### Directions for this task
Comb through the entries for "classify" and pull out each line that holds it.

-- Opening Marker --

use super::*;
use footlog_core::ID;
use footlog_core::Unique;
use std::time::Duration;

/// Cookie (and carrier lookup name) for access tokens.
pub const ACCESS_COOKIE: &str = "accessToken";
/// Cookie (and carrier lookup name) for refresh tokens.
pub const REFRESH_COOKIE: &str = "refreshToken";

/// Stateless HS256 signer and verifier for access and refresh tokens.
#[derive(Clone)]
pub struct Crypto {
    encoding: jsonwebtoken::EncodingKey,
    decoding: jsonwebtoken::DecodingKey,
    validation: jsonwebtoken::Validation,
    access_ttl: Duration,
    refresh_ttl: Duration,
}

impl Crypto {
    pub fn new(config: &Config) -> Self {
        // expiry is checked by hand so the boundary instant is already invalid
        let mut validation = jsonwebtoken::Validation::new(jsonwebtoken::Algorithm::HS256);
        validation.validate_exp = false;
        validation.leeway = 0;
        validation.required_spec_claims.clear();
        Self {
            encoding: jsonwebtoken::EncodingKey::from_secret(config.secret.as_bytes()),
            decoding: jsonwebtoken::DecodingKey::from_secret(config.secret.as_bytes()),
            validation,
            access_ttl: config.access_ttl,
            refresh_ttl: config.refresh_ttl,
        }
    }
    pub fn ttl(&self, kind: Kind) -> Duration {
        match kind {
            Kind::Access => self.access_ttl,
            Kind::Refresh => self.refresh_ttl,
        }
    }
    pub fn issue(
        &self,
        user: ID<Member>,
        name: &str,
        roles: &[Role],
        kind: Kind,
    ) -> Result<(String, Duration), AuthError> {
        self.issue_at(user, name, roles, kind, now())
    }
    pub fn issue_at(
        &self,
        user: ID<Member>,
        name: &str,
        roles: &[Role],
        kind: Kind,
        now: i64,
    ) -> Result<(String, Duration), AuthError> {
        let ttl = self.ttl(kind);
        let claims = Claims::new(
            user,
            name.to_owned(),
            roles.to_vec(),
            kind,
            now,
            now + ttl.as_secs() as i64,
        );
        jsonwebtoken::encode(&jsonwebtoken::Header::default(), &claims, &self.encoding)
            .map(|token| (token, ttl))
            .map_err(|e| AuthError::Signing(e.to_string()))
    }
    /// Issues both halves of a session for `member`.
    pub fn pair(&self, member: &Member) -> Result<TokenPair, AuthError> {
        let ref roles = [member.role()];
        let (access, access_ttl) = self.issue(member.id(), member.name(), roles, Kind::Access)?;
        let (refresh, refresh_ttl) = self.issue(member.id(), member.name(), roles, Kind::Refresh)?;
        Ok(TokenPair {
            access,
            access_ttl,
            refresh,
            refresh_ttl,
            user: member.id(),
        })
    }
    pub fn verify(&self, token: &str) -> Result<Claims, AuthError> {
        self.verify_at(token, now())
    }
    /// Signature first, then expiry, then claim structure.
    pub fn verify_at(&self, token: &str, now: i64) -> Result<Claims, AuthError> {
        let data = jsonwebtoken::decode::<serde_json::Value>(token, &self.decoding, &self.validation)
            .map_err(Self::classify)?;
        let exp = data
            .claims
            .get("exp")
            .and_then(serde_json::Value::as_i64)
            .ok_or(AuthError::Malformed)?;
        if now >= exp {
            return Err(AuthError::Expired);
        }
        serde_json::from_value::<Claims>(data.claims).map_err(|_| AuthError::Malformed)
    }
    pub fn kind(&self, token: &str) -> Result<Kind, AuthError> {
        self.verify(token).map(|claims| claims.kind())
    }
    /// Locates a named token on the carrier without evaluating it. Access
    /// tokens may also arrive as an `Authorization: Bearer` header.
    pub fn extract<C: Carrier + ?Sized>(carrier: &C, name: &str) -> Option<String> {
        carrier
            .cookie(name)
            .filter(|s| !s.is_empty())
            .or_else(|| match name {
                ACCESS_COOKIE => carrier
                    .header("Authorization")
                    .and_then(|h| h.strip_prefix("Bearer ").map(|s| s.trim().to_owned()))
                    .filter(|s| !s.is_empty()),
                _ => None,
            })
    }
    pub fn hash(token: &str) -> Vec<u8> {
        use sha2::Digest;
        sha2::Sha256::digest(token.as_bytes()).to_vec()
    }
    fn classify(e: jsonwebtoken::errors::Error) -> AuthError {
        use jsonwebtoken::errors::ErrorKind;
        match e.kind() {
            ErrorKind::InvalidSignature => AuthError::InvalidSignature,
            ErrorKind::ExpiredSignature => AuthError::Expired,
            _ => AuthError::Malformed,
        }
    }
}

fn now() -> i64 {
    std::time::SystemTime::now()
        .duration_since(std::time::UNIX_EPOCH)
        .map(|d| d.as_secs() as i64)
        .unwrap_or_default()
}

#[cfg(test)]
mod tests {
    use super::*;
    use std::collections::HashMap;

    const T0: i64 = 1_700_000_000;

    fn crypto(secret: &str) -> Crypto {
        Crypto::new(&Config::new(secret))
    }

    #[test]
    fn access_token_round_trips() {
        let crypto = crypto("secret");
        let user = ID::default();
        let (token, ttl) = crypto
            .issue(user, "Kim", &[Role::Admin], Kind::Access)
            .unwrap();
        let claims = crypto.verify(&token).unwrap();
        assert_eq!(claims.user(), user);
        assert_eq!(claims.name(), "Kim");
        assert_eq!(claims.roles(), &[Role::Admin]);
        assert_eq!(claims.kind(), Kind::Access);
        assert_eq!(crypto.kind(&token).unwrap(), Kind::Access);
        assert_eq!(ttl, Config::new("secret").access_ttl);
        assert_eq!(claims.exp - claims.iat, ttl.as_secs() as i64);
    }

    #[test]
    fn refresh_and_access_use_distinct_validity() {
        let crypto = crypto("secret");
        let user = ID::default();
        let (access, _) = crypto.issue(user, "Kim", &[Role::User], Kind::Access).unwrap();
        let (refresh, _) = crypto.issue(user, "Kim", &[Role::User], Kind::Refresh).unwrap();
        let access = crypto.verify(&access).unwrap();
        let refresh = crypto.verify(&refresh).unwrap();
        assert_eq!(refresh.kind(), Kind::Refresh);
        assert!(refresh.exp > access.exp);
    }

    #[test]
    fn tokens_issued_together_differ() {
        let crypto = crypto("secret");
        let user = ID::default();
        let (a, _) = crypto.issue_at(user, "Kim", &[], Kind::Refresh, T0).unwrap();
        let (b, _) = crypto.issue_at(user, "Kim", &[], Kind::Refresh, T0).unwrap();
        assert_ne!(a, b);
    }

    #[test]
    fn expiry_boundary_is_exclusive() {
        let crypto = crypto("secret");
        let (token, ttl) = crypto
            .issue_at(ID::default(), "Kim", &[Role::User], Kind::Access, T0)
            .unwrap();
        let exp = T0 + ttl.as_secs() as i64;
        let claims = crypto.verify_at(&token, exp - 1).unwrap();
        assert!(!claims.expired_at(exp - 1));
        assert!(claims.expired_at(exp));
        assert_eq!(crypto.verify_at(&token, exp), Err(AuthError::Expired));
        assert_eq!(crypto.verify_at(&token, exp + 1), Err(AuthError::Expired));
    }

    #[test]
    fn foreign_secret_is_invalid_signature() {
        let ours = crypto("secret");
        let theirs = crypto("another secret");
        let (token, _) = theirs
            .issue(ID::default(), "Kim", &[Role::User], Kind::Access)
            .unwrap();
        assert_eq!(ours.verify(&token), Err(AuthError::InvalidSignature));
    }

    #[test]
    fn tampered_payload_is_invalid_signature() {
        let crypto = crypto("secret");
        let (token, _) = crypto
            .issue(ID::default(), "Kim", &[Role::User], Kind::Access)
            .unwrap();
        let (victim, _) = crypto
            .issue(ID::default(), "Lee", &[Role::Admin], Kind::Access)
            .unwrap();
        let parts = token.split('.').collect::<Vec<_>>();
        let other = victim.split('.').collect::<Vec<_>>();
        let forged = format!("{}.{}.{}", parts[0], other[1], parts[2]);
        assert_eq!(crypto.verify(&forged), Err(AuthError::InvalidSignature));
    }

    #[test]
    fn garbage_is_malformed() {
        let crypto = crypto("secret");
        assert_eq!(crypto.verify("not a token"), Err(AuthError::Malformed));
        assert_eq!(crypto.verify("a.b.c"), Err(AuthError::Malformed));
    }

    #[test]
    fn signed_but_incomplete_claims_are_malformed() {
        let crypto = crypto("secret");
        let key = jsonwebtoken::EncodingKey::from_secret(b"secret");
        let header = jsonwebtoken::Header::default();
        let partial = serde_json::json!({ "sub": "someone", "exp": T0 + 60 });
        let token = jsonwebtoken::encode(&header, &partial, &key).unwrap();
        assert_eq!(crypto.verify_at(&token, T0), Err(AuthError::Malformed));
        let stale = serde_json::json!({ "sub": "someone", "exp": T0 - 60 });
        let token = jsonwebtoken::encode(&header, &stale, &key).unwrap();
        assert_eq!(crypto.verify_at(&token, T0), Err(AuthError::Expired));
        let timeless = serde_json::json!({ "sub": "someone" });
        let token = jsonwebtoken::encode(&header, &timeless, &key).unwrap();
        assert_eq!(crypto.verify_at(&token, T0), Err(AuthError::Malformed));
    }

    struct Parcel {
        cookies: HashMap<String, String>,
        headers: HashMap<String, String>,
    }

    impl Carrier for Parcel {
        fn peer(&self) -> Option<std::net::IpAddr> {
            None
        }
        fn cookie(&self, name: &str) -> Option<String> {
            self.cookies.get(name).cloned()
        }
        fn header(&self, name: &str) -> Option<String> {
            self.headers.get(name).cloned()
        }
    }

    #[test]
    fn extract_prefers_cookie_then_bearer() {
        let ref mut parcel = Parcel {
            cookies: HashMap::new(),
            headers: HashMap::from([("Authorization".to_owned(), "Bearer abc".to_owned())]),
        };
        assert_eq!(Crypto::extract(parcel, ACCESS_COOKIE).as_deref(), Some("abc"));
        assert_eq!(Crypto::extract(parcel, REFRESH_COOKIE), None);
        parcel.cookies.insert(ACCESS_COOKIE.to_owned(), "xyz".to_owned());
        parcel.cookies.insert(REFRESH_COOKIE.to_owned(), "r".to_owned());
        assert_eq!(Crypto::extract(parcel, ACCESS_COOKIE).as_deref(), Some("xyz"));
        assert_eq!(Crypto::extract(parcel, REFRESH_COOKIE).as_deref(), Some("r"));
    }
}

-- Closing Marker --

### Problem solution
            .map_err(Self::classify)?;
    fn classify(e: jsonwebtoken::errors::Error) -> AuthError {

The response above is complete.